7. delivery member as claimed in claim 1, wherein this stabilization of polymers comprises a kind of polysiloxane with following Formulae II

Wherein R1 is selected from lower group, and this group is made up of the following: alkyl group replacement or unsubstituted, branched alkyl group, alkylaryl group and aromatic alkyl group; R1 comprises from approximately 3 carbon atoms to approximately 30 carbon atoms; And for the whole repetitives that contain R1, R1 is identical or different;

Wherein R2 is a hydrogen or methyl;

Wherein, the mol ratio a of repetitive among thering is the polysiloxane of Formulae II: in b, a is from approximately 0.1 to approximately 0.95, and b is from approximately 0.05 to approximately 0.9, and a+b=1.

8. delivery member as claimed in claim 1, wherein this stabilization of polymers is to be selected from lower group, this group is made up of the following: hydrogenated methyl silicone-Xin methylsiloxane (MHOMS) copolymer, poly-four decyl methylsiloxanes (pTDMS), and their compound.

9. delivery member as claimed in claim 1, wherein this ground floor comprises total weight with respect to this ground floor stabilization of polymers between about 1wt% and about 80wt%.

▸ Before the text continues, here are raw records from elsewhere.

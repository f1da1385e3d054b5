//! Navigation state machine.

/// Logical input, independent of where it came from.
#[derive(Debug, Clone, Copy, PartialEq, Eq, Hash)]
pub enum ViewerEvent {
    /// Mouse wheel rolled away from the user.
    WheelUp,
    /// Mouse wheel rolled towards the user.
    WheelDown,
    KeyNext,
    KeyPrev,
    KeyHome,
    KeyEnd,
    KeyRefresh,
    KeyToggleTop,
    KeyHelp,
    KeyQuit,
    /// The viewport changed size.
    Resize,
}

/// What the render step must do after a transition.
#[derive(Debug, Clone, Copy, PartialEq, Eq)]
pub enum Effect {
    /// Nothing changed.
    None,
    /// Show the current image, fitted to the current viewport.
    Render,
    /// Re-read the current image from disk, then render it.
    Reload,
    /// Set the window's stay-on-top hint.
    StayOnTop(bool),
    /// Open the help dialog.
    ShowHelp,
    /// Close the window.
    Close,
}

/// Position in the image set plus the stay-on-top flag.
///
/// `index < len` holds whenever `len > 0`; with `len == 0` the index is
/// always 0 and navigation does nothing.
#[derive(Debug, Clone, Copy, PartialEq, Eq)]
pub struct ViewerState {
    index: usize,
    len: usize,
    always_on_top: bool,
}

impl ViewerState {
    /// State for a set of `len` images, showing the first.
    pub fn new(len: usize) -> Self {
        Self {
            index: 0,
            len,
            always_on_top: false,
        }
    }

    pub fn with_always_on_top(mut self, on: bool) -> Self {
        self.always_on_top = on;
        self
    }

    /// Index of the image on screen, or `None` for an empty set.
    pub fn current(&self) -> Option<usize> {
        (self.len > 0).then_some(self.index)
    }

    pub fn index(&self) -> usize {
        self.index
    }

    pub fn len(&self) -> usize {
        self.len
    }

    pub fn is_empty(&self) -> bool {
        self.len == 0
    }

    pub fn always_on_top(&self) -> bool {
        self.always_on_top
    }

    fn moved_to(self, index: usize) -> (Self, Effect) {
        (Self { index, ..self }, Effect::Render)
    }
}

/// Apply one event.
pub fn transition(state: ViewerState, event: ViewerEvent) -> (ViewerState, Effect) {
    use ViewerEvent::*;

    match event {
        KeyToggleTop => {
            let on = !state.always_on_top;
            (state.with_always_on_top(on), Effect::StayOnTop(on))
        }
        KeyHelp => (state, Effect::ShowHelp),
        KeyQuit => (state, Effect::Close),
        Resize => (state, Effect::Render),
        KeyRefresh => (state, Effect::Reload),

        _ if state.is_empty() => (state, Effect::None),

        WheelDown | KeyNext => state.moved_to((state.index + 1) % state.len),
        WheelUp | KeyPrev => state.moved_to((state.index + state.len - 1) % state.len),
        KeyHome => state.moved_to(0),
        KeyEnd => state.moved_to(state.len - 1),
    }
}
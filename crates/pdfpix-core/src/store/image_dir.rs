//! Writing side of the image folder.

use std::fs;
use std::path::{Path, PathBuf};

use image::{DynamicImage, ImageFormat};
use tracing::{debug, trace};

use super::glob_in;
use super::naming::{SCAN_PATTERN, image_file_name, parse_counter};
use crate::error::StoreError;

/// Output folder for one extraction run.
#[derive(Debug, Clone)]
pub struct ImageDir {
    path: PathBuf,
}

impl ImageDir {
    pub fn new(path: impl AsRef<Path>) -> Self {
        Self {
            path: path.as_ref().to_path_buf(),
        }
    }

    pub fn path(&self) -> &Path {
        &self.path
    }

    /// Create the folder if needed and delete images left by a previous run.
    ///
    /// Only files matching the `image_NNNNNN.png` pattern are removed.
    /// Returns the number of files deleted.
    pub fn prepare(&self) -> Result<usize, StoreError> {
        fs::create_dir_all(&self.path).map_err(|source| StoreError::CreateDir {
            path: self.path.clone(),
            source,
        })?;

        let stale: Vec<PathBuf> = glob_in(&self.path, SCAN_PATTERN)?
            .into_iter()
            .filter(|p| {
                p.file_name()
                    .and_then(|n| n.to_str())
                    .and_then(parse_counter)
                    .is_some()
            })
            .collect();
        for path in &stale {
            trace!("Removing {}", path.display());
            fs::remove_file(path).map_err(|source| StoreError::Remove {
                path: path.clone(),
                source,
            })?;
        }

        debug!("Prepared {} ({} stale images removed)", self.path.display(), stale.len());
        Ok(stale.len())
    }

    /// Save `image` as PNG under the name for `counter`.
    pub fn write(&self, counter: usize, image: &DynamicImage) -> Result<PathBuf, StoreError> {
        let path = self.path.join(image_file_name(counter)?);

        image
            .save_with_format(&path, ImageFormat::Png)
            .map_err(|source| StoreError::Write {
                path: path.clone(),
                source,
            })?;

        trace!("Wrote {}x{} image to {}", image.width(), image.height(), path.display());
        Ok(path)
    }
}

#[cfg(test)]
mod tests {
    use super::*;
    use image::{Rgb, RgbImage};
    use pretty_assertions::assert_eq;

    fn pixel(r: u8) -> DynamicImage {
        DynamicImage::ImageRgb8(RgbImage::from_pixel(2, 3, Rgb([r, 0, 0])))
    }

    #[test]
    fn test_prepare_creates_missing_folder() {
        let tmp = tempfile::tempdir().unwrap();
        let dir = ImageDir::new(tmp.path().join("images"));

        assert_eq!(dir.prepare().unwrap(), 0);
        assert!(dir.path().is_dir());
    }

    #[test]
    fn test_prepare_removes_only_owned_files() {
        let tmp = tempfile::tempdir().unwrap();
        let dir = ImageDir::new(tmp.path());

        dir.write(0, &pixel(1)).unwrap();
        dir.write(1, &pixel(2)).unwrap();
        fs::write(tmp.path().join("notes.txt"), "keep").unwrap();
        fs::write(tmp.path().join("cover.png"), "keep").unwrap();
        fs::write(tmp.path().join("image_7.png"), "keep").unwrap();
        fs::write(tmp.path().join("image_0000007.png"), "keep").unwrap();

        assert_eq!(dir.prepare().unwrap(), 2);

        let mut left: Vec<String> = fs::read_dir(tmp.path())
            .unwrap()
            .map(|e| e.unwrap().file_name().to_string_lossy().into_owned())
            .collect();
        left.sort();
        assert_eq!(
            left,
            vec!["cover.png", "image_0000007.png", "image_7.png", "notes.txt"]
        );
    }

    #[test]
    fn test_write_png() {
        let tmp = tempfile::tempdir().unwrap();
        let dir = ImageDir::new(tmp.path());

        let path = dir.write(7, &pixel(200)).unwrap();
        assert_eq!(path, tmp.path().join("image_000007.png"));

        let back = image::open(&path).unwrap().to_rgb8();
        assert_eq!(back.dimensions(), (2, 3));
        assert_eq!(back.get_pixel(1, 2), &Rgb([200, 0, 0]));
    }

    #[test]
    fn test_write_into_missing_folder_fails() {
        let tmp = tempfile::tempdir().unwrap();
        let dir = ImageDir::new(tmp.path().join("absent"));

        let err = dir.write(0, &pixel(0)).unwrap_err();
        assert!(matches!(err, StoreError::Write { .. }));
    }
}
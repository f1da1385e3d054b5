//! The eframe application.

use egui::{Key, ViewportCommand, WindowLevel};
use pdfpix_core::config::ViewerConfig;
use pdfpix_core::store::ImageSet;
use pdfpix_core::viewer::{Effect, ViewerEvent, ViewerState, help_text, transition, window_title};
use tracing::{debug, info};

use super::input;
use super::render::TextureCache;

pub struct ViewerApp {
    images: ImageSet,
    base_title: String,
    state: ViewerState,
    cache: TextureCache,
    help_open: bool,
    /// Title last sent to the window.
    shown_title: Option<String>,
    /// Viewport size in pixels at the previous frame.
    bounds: Option<(u32, u32)>,
}

impl ViewerApp {
    pub fn new(images: ImageSet, config: &ViewerConfig) -> Self {
        let state = ViewerState::new(images.len()).with_always_on_top(config.always_on_top);
        Self {
            images,
            base_title: config.title.clone(),
            state,
            cache: TextureCache::default(),
            help_open: false,
            shown_title: None,
            bounds: None,
        }
    }

    fn apply(&mut self, ctx: &egui::Context, event: ViewerEvent) {
        let (state, effect) = transition(self.state, event);
        self.state = state;
        debug!("{:?} -> {:?} at {:?}", event, effect, state.current());

        match effect {
            Effect::None => {}
            Effect::Render => ctx.request_repaint(),
            Effect::Reload => {
                self.cache.invalidate();
                ctx.request_repaint();
            }
            Effect::StayOnTop(on) => {
                let level = if on { WindowLevel::AlwaysOnTop } else { WindowLevel::Normal };
                ctx.send_viewport_cmd(ViewportCommand::WindowLevel(level));
            }
            Effect::ShowHelp => self.help_open = true,
            Effect::Close => {
                info!("Closing viewer");
                ctx.send_viewport_cmd(ViewportCommand::Close);
            }
        }
    }

    fn handle_input(&mut self, ctx: &egui::Context) {
        let (keys, scroll) = ctx.input(|i| {
            let keys: Vec<Key> = i
                .events
                .iter()
                .filter_map(|event| match event {
                    egui::Event::Key { key, pressed: true, .. } => Some(*key),
                    _ => None,
                })
                .collect();
            (keys, i.raw_scroll_delta.y)
        });

        if self.help_open {
            if keys.into_iter().any(input::closes_help) {
                self.help_open = false;
            }
            return;
        }

        for key in keys {
            if let Some(event) = input::key_event(key) {
                self.apply(ctx, event);
            }
        }
        if let Some(event) = input::wheel_event(scroll) {
            self.apply(ctx, event);
        }
    }

    fn track_resize(&mut self, ctx: &egui::Context) -> (u32, u32) {
        let size = ctx.available_rect().size() * ctx.pixels_per_point();
        let bounds = (size.x.max(0.0).round() as u32, size.y.max(0.0).round() as u32);

        if self.bounds.is_some_and(|previous| previous != bounds) {
            self.apply(ctx, ViewerEvent::Resize);
        }
        self.bounds = Some(bounds);
        bounds
    }

    fn sync_title(&mut self, ctx: &egui::Context) {
        let title = window_title(&self.base_title, &self.state);
        if self.shown_title.as_deref() != Some(title.as_str()) {
            ctx.send_viewport_cmd(ViewportCommand::Title(title.clone()));
            self.shown_title = Some(title);
        }
    }

    fn draw_image(&mut self, ctx: &egui::Context, bounds: (u32, u32)) {
        egui::CentralPanel::default()
            .frame(egui::Frame::default().fill(egui::Color32::BLACK))
            .show(ctx, |ui| {
                let Some(index) = self.state.current() else { return };
                let Some(path) = self.images.get(index) else { return };
                let Some(texture) = self.cache.texture(ctx, index, path, bounds) else {
                    return;
                };

                let size = texture.size_vec2() / ctx.pixels_per_point();
                let rect = egui::Rect::from_center_size(ui.max_rect().center(), size);
                ui.painter().image(
                    texture.id(),
                    rect,
                    egui::Rect::from_min_max(egui::pos2(0.0, 0.0), egui::pos2(1.0, 1.0)),
                    egui::Color32::WHITE,
                );
            });
    }

    fn draw_help(&mut self, ctx: &egui::Context) {
        if !self.help_open {
            return;
        }

        let mut close = false;
        egui::Window::new("Help")
            .collapsible(false)
            .resizable(false)
            .anchor(egui::Align2::CENTER_CENTER, [0.0, 0.0])
            .show(ctx, |ui| {
                ui.label(help_text());
                ui.add_space(8.0);
                ui.vertical_centered(|ui| {
                    if ui.button("OK").clicked() {
                        close = true;
                    }
                });
            });

        if close {
            self.help_open = false;
        }
    }
}

impl eframe::App for ViewerApp {
    fn update(&mut self, ctx: &egui::Context, _frame: &mut eframe::Frame) {
        self.handle_input(ctx);
        let bounds = self.track_resize(ctx);
        self.sync_title(ctx);
        self.draw_image(ctx, bounds);
        self.draw_help(ctx);
    }
}
//! PDF processing module.

mod decode;
mod document;

pub use document::PdfDocument;

#[cfg(test)]
pub(crate) use document::test_support;

use crate::error::PdfError;
use image::DynamicImage;

/// Result type for PDF operations.
pub type Result<T> = std::result::Result<T, PdfError>;

/// One decoded image from a page.
#[derive(Debug, Clone)]
pub struct PageImage {
    /// Resource name the image is registered under, e.g. `Im0`.
    /// Images reached through a form XObject are prefixed with the form's
    /// name (`Fm0/Im0`).
    pub name: String,
    /// Decoded pixels.
    pub image: DynamicImage,
}

/// Anything that can hand out the embedded images of a paged document.
///
/// Both the order of pages and the order of images within a page must be
/// stable: the extractor numbers files in exactly the order returned here.
pub trait ImageSource {
    /// Number of pages.
    fn page_count(&self) -> u32;

    /// Decoded images of a page (1-indexed), in the page's own order.
    fn page_images(&self, page: u32) -> Result<Vec<PageImage>>;
}
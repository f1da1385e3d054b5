//! Display-independent viewer logic.
//!
//! Input from the window toolkit is translated into [`ViewerEvent`]s and run
//! through [`transition`], which returns the new [`ViewerState`] and an
//! [`Effect`] for the render step. Nothing here touches a window, so the
//! navigation rules can be tested headless.

mod help;
mod layout;
mod state;

pub use help::{CONTROLS, help_text};
pub use layout::{fit_within, window_title};
pub use state::{Effect, ViewerEvent, ViewerState, transition};
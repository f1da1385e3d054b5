//! Fitting images into the viewport and the window title.

use super::ViewerState;

/// Largest size with the aspect ratio of `image` that fits inside `bounds`.
///
/// Small images are scaled up to the box as well. Each side is at least one
/// pixel. Returns `None` when either size is empty.
pub fn fit_within(image: (u32, u32), bounds: (u32, u32)) -> Option<(u32, u32)> {
    let (iw, ih) = image;
    let (bw, bh) = bounds;
    if iw == 0 || ih == 0 || bw == 0 || bh == 0 {
        return None;
    }

    let scale = (f64::from(bw) / f64::from(iw)).min(f64::from(bh) / f64::from(ih));
    let w = (f64::from(iw) * scale).round().clamp(1.0, f64::from(bw)) as u32;
    let h = (f64::from(ih) * scale).round().clamp(1.0, f64::from(bh)) as u32;
    Some((w, h))
}

/// Window title with the 1-based position, e.g. `PDF Image Viewer - Fig.3 / 10`.
pub fn window_title(base: &str, state: &ViewerState) -> String {
    match state.current() {
        Some(index) => format!("{} - Fig.{} / {}", base, index + 1, state.len()),
        None => base.to_string(),
    }
}

#[cfg(test)]
mod tests {
    use super::*;
    use crate::viewer::{ViewerEvent, transition};
    use pretty_assertions::assert_eq;

    #[test]
    fn test_fit_landscape_into_square() {
        assert_eq!(fit_within((400, 200), (100, 100)), Some((100, 50)));
    }

    #[test]
    fn test_fit_portrait_into_wide() {
        assert_eq!(fit_within((300, 600), (800, 300)), Some((150, 300)));
    }

    #[test]
    fn test_fit_scales_small_images_up() {
        assert_eq!(fit_within((10, 20), (100, 100)), Some((50, 100)));
    }

    #[test]
    fn test_fit_never_exceeds_bounds() {
        for image in [(1, 1000), (1000, 1), (333, 777), (1920, 1080)] {
            for bounds in [(1, 1), (17, 3), (640, 480), (1000, 1000)] {
                let (w, h) = fit_within(image, bounds).unwrap();
                assert!(w >= 1 && h >= 1);
                assert!(w <= bounds.0 && h <= bounds.1, "{image:?} in {bounds:?} -> {w}x{h}");
            }
        }
    }

    #[test]
    fn test_fit_empty() {
        assert_eq!(fit_within((0, 10), (10, 10)), None);
        assert_eq!(fit_within((10, 10), (0, 10)), None);
    }

    #[test]
    fn test_window_title() {
        let state = ViewerState::new(10);
        assert_eq!(window_title("PDF Image Viewer", &state), "PDF Image Viewer - Fig.1 / 10");

        let (state, _) = transition(state, ViewerEvent::KeyEnd);
        assert_eq!(window_title("PDF Image Viewer", &state), "PDF Image Viewer - Fig.10 / 10");

        assert_eq!(window_title("PDF Image Viewer", &ViewerState::new(0)), "PDF Image Viewer");
    }
}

10. delivery member as claimed in claim 1, wherein this crosslinked elastic matrix comprises crosslinked dimethione (PDMS), this functional material comprises paraffin oil, and this stabilization of polymers comprises a kind of repetitive with Formula I or Formulae II

Wherein Formula I is

Wherein, the R1 of each repetitive is selected from lower group, and this group is made up of the following: alkyl group replacement or unsubstituted, branched alkyl group, alkylaryl group and aromatic alkyl group; The R1 of each repetitive comprises from approximately 3 carbon atoms to approximately 30 carbon atoms; For the whole repetitives with Formula I in this stabilization of polymers, R1 is identical or different; And x is between approximately 5 and approximately 5000 repetitives; And

Wherein Formulae II is

Wherein R1 is selected from lower group, and this group is made up of the following: alkyl group replacement or unsubstituted, branched alkyl group, alkylaryl group and aromatic alkyl group; R1 comprises from approximately 3 carbon atoms to approximately 30 carbon atoms; And for the whole repetitives that contain R1, R1 is identical or different;

Wherein R2 is a hydrogen or methyl;

Wherein, the mol ratio a of repetitive among thering is the polysiloxane of Formulae II: in b, a is from approximately 0.1 to approximately 0.95, and b is from approximately 0.05 to approximately 0.9, and a+b=1.